Hear vs. Listen in the Teenage Years.
- Annalisa Malaguti
- Apr 1
- 3 min read
Really Listening to Our Teenage Children: Harder Than We Think
Listening and hearing are not the same thing. Yet, in the chaos of daily life, we often end up confusing them, and with our teenage children, that confusion can be costly.
Adolescence is an earthquake. Physical, emotional, and relational changes pile up in an overwhelming way, leaving young people disoriented and often frightened in the face of emotions they don't yet know how to name. Sudden mood swings, new desires, anger toward the outside world: none of this is attitude. It's neurobiology.
The teenage brain is not a miniature adult brain
Neuroscience has given us a valuable key to understanding this in recent years. During adolescence, the brain undergoes a genuine restructuring: a process called pruning takes place, eliminating neural connections that are rarely used, a bit like clearing your phone of contacts you haven't been in touch with for years. At the same time, myelination increases, meaning the communication pathways between neurons become better insulated, making brain signals faster and more efficient. The result? Fewer connections, but quicker and more integrated ones.
The problem is that this process doesn't happen evenly. The last area to complete its maturation is the prefrontal cortex, the region responsible for so-called executive functions: planning, impulse control, and evaluating consequences. In other words, the most "rational" part of the brain is also the last one to fully develop.
In the meantime, it's the limbic areas that run the show, with intense and reactive emotional activity. Recent studies show that when a teenager is shown a photograph with a neutral expression, the brain activates the amygdala, the same area involved in fear and anger responses. An adult, faced with the same image, activates the rational cortex instead. This is why comments that seem completely harmless to us can feel like personal attacks to them.
On top of this, increased activity in the brain's dopamine circuits drives teenagers toward experiences that offer immediate euphoria and gratification, often without adequate filtering of consequences. It's not recklessness: it's chemistry.
So what can we, as parents, actually do?
Understanding all of this doesn't fix things overnight, but it does shift our perspective. When our child reacts out of proportion, when they seem not to listen, when they respond in monosyllables or disappear behind a screen, they are not necessarily trying to hurt us. They are navigating a brain that is still under construction.
The trouble is that we adults are also losing the ability to truly listen. The ever-accelerating rhythm of life, compulsive phone use, meals eaten in silence while everyone scrolls their own screen: all of this has eroded the quality of our relationships, including within families. For the first time, we are seeing parents who grew up with social media and who themselves struggle to connect in person, sometimes even with their own children. The phone has become a shield, a filter for managing emotions without truly confronting them.

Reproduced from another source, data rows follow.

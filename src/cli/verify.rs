//! Standalone integrity check.

use anyhow::{Result, bail};
use clap::Args;
use colored::Colorize;
use std::path::PathBuf;

use crate::cli::CliConfig;
use crate::update::{IntegrityVerifier, Verification};

/// Check a file against an expected SHA-256 digest.
///
/// Without a digest, prints the file's digest instead. Fails on mismatch.
#[derive(Args, Debug)]
pub struct VerifyCommand {
    /// File to hash
    file: PathBuf,

    /// Expected digest, hex, optionally prefixed with `sha256:`
    sha256: Option<String>,
}

impl VerifyCommand {
    pub async fn execute(self, _cli: &CliConfig) -> Result<()> {
        match IntegrityVerifier::check(&self.file, self.sha256.as_deref()).await? {
            Verification::Verified {
                digest,
            } => {
                println!("{} {}  {}", "OK".green().bold(), digest, self.file.display());
                Ok(())
            }
            Verification::Unverified {
                digest,
            } => {
                println!("{digest}  {}", self.file.display());
                Ok(())
            }
            Verification::Mismatch {
                expected,
                actual,
            } => {
                println!("{} {}", "MISMATCH".red().bold(), self.file.display());
                println!("  expected: {expected}");
                println!("  actual:   {actual}");
                bail!("Checksum mismatch for {}", self.file.display())
            }
        }
    }
}
//! Command and event surface between the orchestrator and a presentation layer.
//!
//! The orchestrator never references UI code. A front end sends
//! [`UpdateCommand`]s (through [`crate::update::UpdateHandle`]) and renders the
//! [`UpdateEvent`]s it receives.

use serde::Serialize;
use std::path::PathBuf;

use crate::core::ErrorKind;
use crate::update::session::UpdateState;

/// Commands accepted by the orchestrator.
#[derive(Debug, Clone, Copy, PartialEq, Eq)]
pub enum UpdateCommand {
    /// Check for an update now, re-offering a previously declined version
    CheckNow,
    /// Accept the offered update
    ConfirmUpdate,
    /// Reject the offered update
    DeclineUpdate,
    /// Stop the orchestrator
    Shutdown,
}

/// Events emitted by the orchestrator.
#[derive(Debug, Clone, PartialEq, Eq, Serialize)]
#[serde(tag = "event", rename_all = "snake_case")]
pub enum UpdateEvent {
    /// A manifest check started
    CheckStarted,
    /// The installed version is current
    UpToDate {
        /// The version the manifest offered
        version: String,
    },
    /// A newer version was found; confirmation is expected
    UpdateAvailable {
        /// Offered version
        version: String,
        /// Running version
        installed: String,
        /// Whether the artifact will be checked against a published digest
        verifiable: bool,
    },
    /// Download progress, non-decreasing within a session, 100 before staging
    DownloadProgress {
        /// 0..=100
        percent: u8,
    },
    /// The state machine moved
    StateChanged {
        /// The new state
        state: UpdateState,
    },
    /// A step failed; the session was discarded
    Error {
        /// Failure classification
        kind: ErrorKind,
        /// Human-readable message
        message: String,
    },
    /// Informational line for a log pane
    LogLine {
        /// The text
        text: String,
    },
    /// The restart script is running; the host should exit now
    AboutToRestart {
        /// Path of the launched script
        script: PathBuf,
    },
}

impl UpdateEvent {
    /// Shorthand for [`UpdateEvent::LogLine`].
    pub fn log(text: impl Into<String>) -> Self {
        Self::LogLine {
            text: text.into(),
        }
    }
}
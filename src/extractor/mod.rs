pub mod spotify;
pub mod youtube;
pub mod ytdl;

use std::collections::BTreeMap;
use std::sync::Arc;

use async_trait::async_trait;
use chrono::{DateTime, Utc};
use serde::{Deserialize, Serialize};

use crate::error::{Error, Result};

/// A single playable item.
///
/// Every track is reconstructable by calling [`Registry::extract`] on its
/// `source_url`; string fields are empty when the source has no value.
#[derive(Debug, Clone, PartialEq, Serialize, Deserialize)]
#[serde(rename_all = "camelCase")]
pub struct Track {
    pub source_url: String,
    /// Direct media URL; may expire, see `expires`.
    pub stream_url: String,
    pub title: String,
    pub playlist_url: String,
    pub playlist_title: String,
    pub description: String,
    pub uploader: String,
    /// Seconds; -1 when unknown.
    pub duration: i64,
    /// Instant after which `stream_url` must be re-fetched.
    pub expires: DateTime<Utc>,
    /// Search results only: upload comes from a verified artist channel.
    pub official_artist: bool,
}

impl Default for Track {
    fn default() -> Self {
        Self {
            source_url: String::new(),
            stream_url: String::new(),
            title: String::new(),
            playlist_url: String::new(),
            playlist_title: String::new(),
            description: String::new(),
            uploader: String::new(),
            duration: -1,
            expires: DateTime::<Utc>::MIN_UTC,
            official_artist: false,
        }
    }
}

/// One dynamically-typed configuration entry.
#[derive(Debug, Clone, PartialEq, Serialize, Deserialize)]
#[serde(untagged)]
pub enum ConfigValue {
    Bool(bool),
    Int(i64),
    String(String),
}

impl ConfigValue {
    pub fn kind(&self) -> &'static str {
        match self {
            ConfigValue::Bool(_) => "boolean",
            ConfigValue::Int(_) => "integer",
            ConfigValue::String(_) => "string",
        }
    }

    pub fn as_bool(&self) -> Option<bool> {
        match self {
            ConfigValue::Bool(v) => Some(*v),
            _ => None,
        }
    }

    pub fn as_int(&self) -> Option<i64> {
        match self {
            ConfigValue::Int(v) => Some(*v),
            _ => None,
        }
    }

    pub fn as_str(&self) -> Option<&str> {
        match self {
            ConfigValue::String(v) => Some(v),
            _ => None,
        }
    }
}

impl From<bool> for ConfigValue {
    fn from(v: bool) -> Self {
        ConfigValue::Bool(v)
    }
}

impl From<i64> for ConfigValue {
    fn from(v: i64) -> Self {
        ConfigValue::Int(v)
    }
}

impl From<&str> for ConfigValue {
    fn from(v: &str) -> Self {
        ConfigValue::String(v.to_string())
    }
}

impl From<String> for ConfigValue {
    fn from(v: String) -> Self {
        ConfigValue::String(v)
    }
}

/// Per-provider key/value settings.
pub type ProviderConfig = BTreeMap<String, ConfigValue>;
/// Provider name to its settings; the persisted extractor table.
pub type Config = BTreeMap<String, ProviderConfig>;

/// Common surface of every registered provider.
pub trait Provider: Send + Sync {
    fn default_config(&self) -> ProviderConfig {
        ProviderConfig::new()
    }
}

#[async_trait]
pub trait Extractor: Provider {
    /// Whether this provider understands `input`.
    fn matches(&self, cfg: &ProviderConfig, input: &str) -> bool;
    async fn extract(&self, cfg: &ProviderConfig, input: &str) -> Result<Vec<Track>>;
}

#[async_trait]
pub trait Searcher: Provider {
    async fn search(&self, cfg: &ProviderConfig, input: &str) -> Result<Vec<Track>>;
}

#[async_trait]
pub trait Suggester: Provider {
    async fn suggest(&self, cfg: &ProviderConfig, input: &str) -> Result<Vec<String>>;
}

struct Named<T: ?Sized> {
    name: String,
    imp: Arc<T>,
}

/// Ordered provider registry; registration order is dispatch priority.
///
/// Built once at program start and shared read-only afterwards.
#[derive(Default)]
pub struct Registry {
    providers: Vec<Named<dyn Provider>>,
    extractors: Vec<Named<dyn Extractor>>,
    searchers: Vec<Named<dyn Searcher>>,
    suggesters: Vec<Named<dyn Suggester>>,
}

impl Registry {
    pub fn register_extractor<E>(&mut self, name: impl Into<String>, provider: Arc<E>)
    where
        E: Extractor + 'static,
    {
        let name = name.into();
        self.providers.push(Named {
            name: name.clone(),
            imp: provider.clone(),
        });
        self.extractors.push(Named { name, imp: provider });
    }

    pub fn register_searcher<S>(&mut self, name: impl Into<String>, provider: Arc<S>)
    where
        S: Searcher + 'static,
    {
        let name = name.into();
        self.providers.push(Named {
            name: name.clone(),
            imp: provider.clone(),
        });
        self.searchers.push(Named { name, imp: provider });
    }

    pub fn register_suggester<S>(&mut self, name: impl Into<String>, provider: Arc<S>)
    where
        S: Suggester + 'static,
    {
        let name = name.into();
        self.providers.push(Named {
            name: name.clone(),
            imp: provider.clone(),
        });
        self.suggesters.push(Named { name, imp: provider });
    }

    /// The merged defaults of every registered provider.
    pub fn default_config(&self) -> Config {
        self.providers
            .iter()
            .map(|p| (p.name.clone(), p.imp.default_config()))
            .collect()
    }

    /// Verifies that `cfg` covers every registered provider with
    /// correctly-typed values for all default keys. Unknown providers in
    /// `cfg` are ignored.
    pub fn check_validity(&self, cfg: &Config) -> Result<()> {
        for p in &self.providers {
            let user = cfg
                .get(&p.name)
                .ok_or_else(|| Error::MissingProvider(p.name.clone()))?;
            for (key, want) in p.imp.default_config() {
                let got = match user.get(&key) {
                    Some(value) => value.kind(),
                    None => "nothing",
                };
                if got != want.kind() {
                    return Err(Error::ConfigType {
                        provider: p.name.clone(),
                        key,
                        expected: want.kind(),
                        got,
                    });
                }
            }
        }
        Ok(())
    }

    /// Routes `input` to the first matching Extractor, falling back to the
    /// search provider and returning its first hit as a singleton.
    pub async fn extract(&self, cfg: &Config, input: &str) -> Result<Vec<Track>> {
        self.check_validity(cfg)?;
        let empty = ProviderConfig::new();
        for e in &self.extractors {
            let pcfg = cfg.get(&e.name).unwrap_or(&empty);
            if e.imp.matches(pcfg, input) {
                return e
                    .imp
                    .extract(pcfg, input)
                    .await
                    .map_err(|err| Error::provider(&e.name, err));
            }
        }
        let found = self.search(cfg, input).await?;
        let first = found.into_iter().next().ok_or(Error::NoSearchResults)?;
        Ok(vec![first])
    }

    /// The first registered Searcher decides; its error is not skipped.
    pub async fn search(&self, cfg: &Config, input: &str) -> Result<Vec<Track>> {
        self.check_validity(cfg)?;
        let empty = ProviderConfig::new();
        let s = self.searchers.first().ok_or(Error::NoSearchProvider)?;
        s.imp
            .search(cfg.get(&s.name).unwrap_or(&empty), input)
            .await
            .map_err(|err| Error::provider(&s.name, err))
    }

    /// The first registered Suggester decides; its error is not skipped.
    pub async fn suggest(&self, cfg: &Config, input: &str) -> Result<Vec<String>> {
        self.check_validity(cfg)?;
        let empty = ProviderConfig::new();
        let s = self.suggesters.first().ok_or(Error::NoSuggestionProvider)?;
        s.imp
            .suggest(cfg.get(&s.name).unwrap_or(&empty), input)
            .await
            .map_err(|err| Error::provider(&s.name, err))
    }
}

/// Builds the standard provider set in dispatch-priority order.
pub fn builtin_registry() -> Registry {
    let mut registry = Registry::default();
    registry.register_extractor("spotify", Arc::new(spotify::SpotifyExtractor::new()));
    registry.register_extractor("youtube", Arc::new(youtube::YoutubeExtractor::new()));
    registry.register_extractor("youtube-dl", Arc::new(ytdl::YtdlExtractor::new()));
    registry.register_searcher("youtube-search", Arc::new(youtube::YoutubeSearcher::new()));
    registry.register_suggester(
        "youtube-search-suggestions",
        Arc::new(youtube::YoutubeSuggester::new()),
    );
    registry
}

#[cfg(test)]
mod tests {
    use super::*;

    struct StaticExtractor {
        prefix: &'static str,
        tracks: Vec<Track>,
    }

    impl Provider for StaticExtractor {
        fn default_config(&self) -> ProviderConfig {
            ProviderConfig::from([("enabled".to_string(), ConfigValue::Bool(true))])
        }
    }

    #[async_trait]
    impl Extractor for StaticExtractor {
        fn matches(&self, _cfg: &ProviderConfig, input: &str) -> bool {
            input.starts_with(self.prefix)
        }

        async fn extract(&self, _cfg: &ProviderConfig, _input: &str) -> Result<Vec<Track>> {
            Ok(self.tracks.clone())
        }
    }

    struct FailingExtractor;

    impl Provider for FailingExtractor {}

    #[async_trait]
    impl Extractor for FailingExtractor {
        fn matches(&self, _cfg: &ProviderConfig, input: &str) -> bool {
            input.starts_with("fail:")
        }

        async fn extract(&self, _cfg: &ProviderConfig, _input: &str) -> Result<Vec<Track>> {
            Err(Error::InvalidInput)
        }
    }

    struct StaticSearcher {
        tracks: Vec<Track>,
    }

    impl Provider for StaticSearcher {}

    #[async_trait]
    impl Searcher for StaticSearcher {
        async fn search(&self, _cfg: &ProviderConfig, _input: &str) -> Result<Vec<Track>> {
            Ok(self.tracks.clone())
        }
    }

    fn track(title: &str) -> Track {
        Track {
            source_url: format!("test:{title}"),
            title: title.to_string(),
            ..Default::default()
        }
    }

    fn registry() -> Registry {
        let mut registry = Registry::default();
        registry.register_extractor(
            "first",
            Arc::new(StaticExtractor {
                prefix: "shared:",
                tracks: vec![track("from first")],
            }),
        );
        registry.register_extractor(
            "second",
            Arc::new(StaticExtractor {
                prefix: "shared:",
                tracks: vec![track("from second")],
            }),
        );
        registry.register_extractor("failing", Arc::new(FailingExtractor));
        registry.register_searcher(
            "finder",
            Arc::new(StaticSearcher {
                tracks: vec![track("hit one"), track("hit two")],
            }),
        );
        registry
    }

    #[tokio::test]
    async fn dispatches_in_registration_order() {
        let registry = registry();
        let cfg = registry.default_config();
        let tracks = registry.extract(&cfg, "shared:xyz").await.unwrap();
        assert_eq!(tracks[0].title, "from first");
    }

    #[tokio::test]
    async fn falls_back_to_search_with_a_singleton() {
        let registry = registry();
        let cfg = registry.default_config();
        let tracks = registry.extract(&cfg, "plain text query").await.unwrap();
        assert_eq!(tracks.len(), 1);
        assert_eq!(tracks[0].title, "hit one");
    }

    #[tokio::test]
    async fn empty_search_results_are_an_error() {
        let mut registry = Registry::default();
        registry.register_searcher("finder", Arc::new(StaticSearcher { tracks: vec![] }));
        let cfg = registry.default_config();
        assert!(matches!(
            registry.extract(&cfg, "whatever").await,
            Err(Error::NoSearchResults)
        ));
    }

    #[tokio::test]
    async fn no_searcher_registered_is_an_error() {
        let registry = Registry::default();
        assert!(matches!(
            registry.search(&Config::new(), "x").await,
            Err(Error::NoSearchProvider)
        ));
    }

    #[tokio::test]
    async fn wraps_provider_errors_with_the_name() {
        let registry = registry();
        let cfg = registry.default_config();
        match registry.extract(&cfg, "fail:xyz").await {
            Err(Error::Provider { provider, source }) => {
                assert_eq!(provider, "failing");
                assert!(matches!(*source, Error::InvalidInput));
            }
            other => panic!("expected a wrapped provider error, got {other:?}"),
        }
    }

    #[tokio::test]
    async fn missing_provider_fails_validity() {
        let registry = registry();
        let mut cfg = registry.default_config();
        cfg.remove("first");
        assert!(matches!(
            registry.extract(&cfg, "shared:x").await,
            Err(Error::MissingProvider(name)) if name == "first"
        ));
    }

    #[test]
    fn wrong_value_type_fails_validity() {
        let registry = registry();
        let mut cfg = registry.default_config();
        cfg.get_mut("first")
            .unwrap()
            .insert("enabled".to_string(), ConfigValue::Int(1));
        match registry.check_validity(&cfg) {
            Err(Error::ConfigType {
                provider,
                key,
                expected,
                got,
            }) => {
                assert_eq!(provider, "first");
                assert_eq!(key, "enabled");
                assert_eq!(expected, "boolean");
                assert_eq!(got, "integer");
            }
            other => panic!("expected a type error, got {other:?}"),
        }
    }

    #[test]
    fn missing_key_fails_validity() {
        let registry = registry();
        let mut cfg = registry.default_config();
        cfg.get_mut("second").unwrap().remove("enabled");
        assert!(matches!(
            registry.check_validity(&cfg),
            Err(Error::ConfigType { got: "nothing", .. })
        ));
    }

    #[test]
    fn unknown_user_providers_are_ignored() {
        let registry = registry();
        let mut cfg = registry.default_config();
        cfg.insert("someone-else".to_string(), ProviderConfig::new());
        assert!(registry.check_validity(&cfg).is_ok());
    }
}
#[derive(Debug, thiserror::Error)]
pub enum Error {
    #[error("HTTP error: {0}")]
    Http(#[from] reqwest::Error),

    #[error("JSON error: {0}")]
    Json(#[from] serde_json::Error),

    #[error("IO error: {0}")]
    Io(#[from] std::io::Error),

    #[error("the requested resource is not an http/https address")]
    NotHttp,

    #[error("playback speed {0} is outside the supported range of 0.5-3.0")]
    InvalidSpeed(f64),

    #[error("transcoder exited with status {status}: {detail}")]
    Transcoder { status: i32, detail: String },

    #[error("malformed audio container data")]
    MalformedStream,

    #[error("invalid duration format")]
    InvalidDuration,

    #[error("no search results")]
    NoSearchResults,

    #[error("no search provider available")]
    NoSearchProvider,

    #[error("no search suggestion provider available")]
    NoSuggestionProvider,

    #[error("invalid input")]
    InvalidInput,

    #[error("unsupported URL")]
    UnsupportedUrl,

    #[error("downloader error: {0}")]
    Downloader(String),

    #[error("extractor config for {0} is missing")]
    MissingProvider(String),

    #[error("invalid extractor configuration: {provider}.{key}: expected {expected} but got {got}")]
    ConfigType {
        provider: String,
        key: String,
        expected: &'static str,
        got: &'static str,
    },

    #[error("extractor[{provider}]: {source}")]
    Provider {
        provider: String,
        #[source]
        source: Box<Error>,
    },

    #[error("unable to get session data")]
    SessionData,

    #[error("invalid track data")]
    InvalidTrackData,

    #[error("unable to find a matching video")]
    TrackNotFound,

    #[error("unable to get a stream for the matched video")]
    UnableToGetStream,

    #[error("error decoding API response")]
    ApiResponse,

    #[error("no suitable audio-only format found")]
    NoSuitableFormat,

    #[error("error getting URL from signature cipher")]
    SignatureCipher,

    #[error("signature decryptor is out of date")]
    DecryptorBroken,

    #[error("malformed scraped JSON")]
    MalformedJson,

    #[error("got invalid data refreshing stream")]
    InvalidRefreshData,

    #[error("skipping stream due to multiple errors")]
    StreamSkipped,

    #[error("player session is gone")]
    SessionClosed,

    #[error("config error: {0}")]
    Config(String),
}

impl Error {
    /// Wraps a provider failure with the provider's registered name.
    pub(crate) fn provider(name: &str, source: Error) -> Error {
        Error::Provider {
            provider: name.to_string(),
            source: Box::new(source),
        }
    }
}

pub type Result<T> = std::result::Result<T, Error>;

And yet teenagers need to be heard, not fixed. The parental impulse to problem-solve, to resolve, to restore order is understandable, but it often backfires. What they need is a space where they feel seen, where they can say "I feel lost" without receiving a list of solutions in return.
Growing up doesn't mean going it alone
At 15 or 16, nobody knows everything, and that's perfectly fine. Leaning on a parent or a trusted adult isn't weakness: it's wisdom. The teenage brain, precisely because it is in the middle of a major restructuring, still needs adult reference points to make sense of emotionally intense situations, and to understand that certain bumps in the road are not insurmountable.
The good news is that as the brain matures, cognitive control develops, that mental space between impulse and action that allows for more balanced decision-making. The journey is long, but it is also extraordinary. Adolescence is not just a phase to survive: it is a necessary and richly promising stage of life, one in which the foundations of who we will become are laid.
Our job is not to rush it. It's to be present while it unfolds.